TASK DESCRIPTION: Give back every record that follows, exactly as written.

RECORDS FOR THE EXERCISE:

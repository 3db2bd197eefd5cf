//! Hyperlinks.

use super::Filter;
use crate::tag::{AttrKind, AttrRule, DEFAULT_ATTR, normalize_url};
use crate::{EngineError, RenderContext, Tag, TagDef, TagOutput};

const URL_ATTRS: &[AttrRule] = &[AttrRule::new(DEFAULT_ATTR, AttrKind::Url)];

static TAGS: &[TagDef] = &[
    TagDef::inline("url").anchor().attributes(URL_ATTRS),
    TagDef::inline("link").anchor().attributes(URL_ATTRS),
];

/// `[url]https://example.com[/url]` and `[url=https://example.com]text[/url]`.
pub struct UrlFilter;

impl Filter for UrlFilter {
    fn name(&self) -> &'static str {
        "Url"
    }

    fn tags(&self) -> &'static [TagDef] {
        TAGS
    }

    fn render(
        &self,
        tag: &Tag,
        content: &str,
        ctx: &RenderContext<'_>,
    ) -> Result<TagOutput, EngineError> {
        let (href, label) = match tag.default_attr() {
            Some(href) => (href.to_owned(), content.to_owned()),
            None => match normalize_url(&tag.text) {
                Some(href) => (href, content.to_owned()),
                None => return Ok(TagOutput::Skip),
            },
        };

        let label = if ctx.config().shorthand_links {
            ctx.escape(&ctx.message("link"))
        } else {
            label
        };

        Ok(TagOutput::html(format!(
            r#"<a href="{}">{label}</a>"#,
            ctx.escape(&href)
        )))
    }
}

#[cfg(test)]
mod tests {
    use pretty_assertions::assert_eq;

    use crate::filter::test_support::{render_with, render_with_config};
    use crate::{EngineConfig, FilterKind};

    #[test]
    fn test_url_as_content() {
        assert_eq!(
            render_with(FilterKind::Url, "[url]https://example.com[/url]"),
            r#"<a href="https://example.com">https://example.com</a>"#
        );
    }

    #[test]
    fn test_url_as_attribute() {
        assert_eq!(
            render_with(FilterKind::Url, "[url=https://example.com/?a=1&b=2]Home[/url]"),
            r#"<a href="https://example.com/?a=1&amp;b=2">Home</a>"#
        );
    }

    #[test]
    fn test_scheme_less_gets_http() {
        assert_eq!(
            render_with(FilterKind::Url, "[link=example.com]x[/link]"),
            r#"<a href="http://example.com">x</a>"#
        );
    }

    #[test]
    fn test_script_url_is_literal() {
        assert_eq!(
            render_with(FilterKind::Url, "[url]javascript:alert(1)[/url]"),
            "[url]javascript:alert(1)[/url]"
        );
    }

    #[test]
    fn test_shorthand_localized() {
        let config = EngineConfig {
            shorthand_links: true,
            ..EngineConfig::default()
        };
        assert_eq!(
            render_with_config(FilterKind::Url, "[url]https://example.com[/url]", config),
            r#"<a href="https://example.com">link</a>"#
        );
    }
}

RESULT OF THE EXERCISE:
repository 3db2bd197eefd5cf
//! Hyperlinks.

use super::Filter;
use crate::tag::{AttrKind, AttrRule, DEFAULT_ATTR, normalize_url};
use crate::{EngineError, RenderContext, Tag, TagDef, TagOutput};

const URL_ATTRS: &[AttrRule] = &[AttrRule::new(DEFAULT_ATTR, AttrKind::Url)];

static TAGS: &[TagDef] = &[
    TagDef::inline("url").anchor().attributes(URL_ATTRS),
    TagDef::inline("link").anchor().attributes(URL_ATTRS),
];

/// `[url]https://example.com[/url]` and `[url=https://example.com]text[/url]`.
pub struct UrlFilter;

impl Filter for UrlFilter {
    fn name(&self) -> &'static str {
        "Url"
    }

    fn tags(&self) -> &'static [TagDef] {
        TAGS
    }

    fn render(
        &self,
        tag: &Tag,
        content: &str,
        ctx: &RenderContext<'_>,
    ) -> Result<TagOutput, EngineError> {
        let (href, label) = match tag.default_attr() {
            Some(href) => (href.to_owned(), content.to_owned()),
            None => match normalize_url(&tag.text) {
                Some(href) => (href, content.to_owned()),
                None => return Ok(TagOutput::Skip),
            },
        };

        let label = if ctx.config().shorthand_links {
            ctx.escape(&ctx.message("link"))
        } else {
            label
        };

        Ok(TagOutput::html(format!(
            r#"<a href="{}">{label}</a>"#,
            ctx.escape(&href)
        )))
    }
}

#[cfg(test)]
mod tests {
    use pretty_assertions::assert_eq;

    use crate::filter::test_support::{render_with, render_with_config};
    use crate::{EngineConfig, FilterKind};

    #[test]
    fn test_url_as_content() {
        assert_eq!(
            render_with(FilterKind::Url, "[url]https://example.com[/url]"),
            r#"<a href="https://example.com">https://example.com</a>"#
        );
    }

    #[test]
    fn test_url_as_attribute() {
        assert_eq!(
            render_with(FilterKind::Url, "[url=https://example.com/?a=1&b=2]Home[/url]"),
            r#"<a href="https://example.com/?a=1&amp;b=2">Home</a>"#
        );
    }

    #[test]
    fn test_scheme_less_gets_http() {
        assert_eq!(
            render_with(FilterKind::Url, "[link=example.com]x[/link]"),
            r#"<a href="http://example.com">x</a>"#
        );
    }

    #[test]
    fn test_script_url_is_literal() {
        assert_eq!(
            render_with(FilterKind::Url, "[url]javascript:alert(1)[/url]"),
            "[url]javascript:alert(1)[/url]"
        );
    }

    #[test]
    fn test_shorthand_localized() {
        let config = EngineConfig {
            shorthand_links: true,
            ..EngineConfig::default()
        };
        assert_eq!(
            render_with_config(FilterKind::Url, "[url]https://example.com[/url]", config),
            r#"<a href="https://example.com">link</a>"#
        );
    }
}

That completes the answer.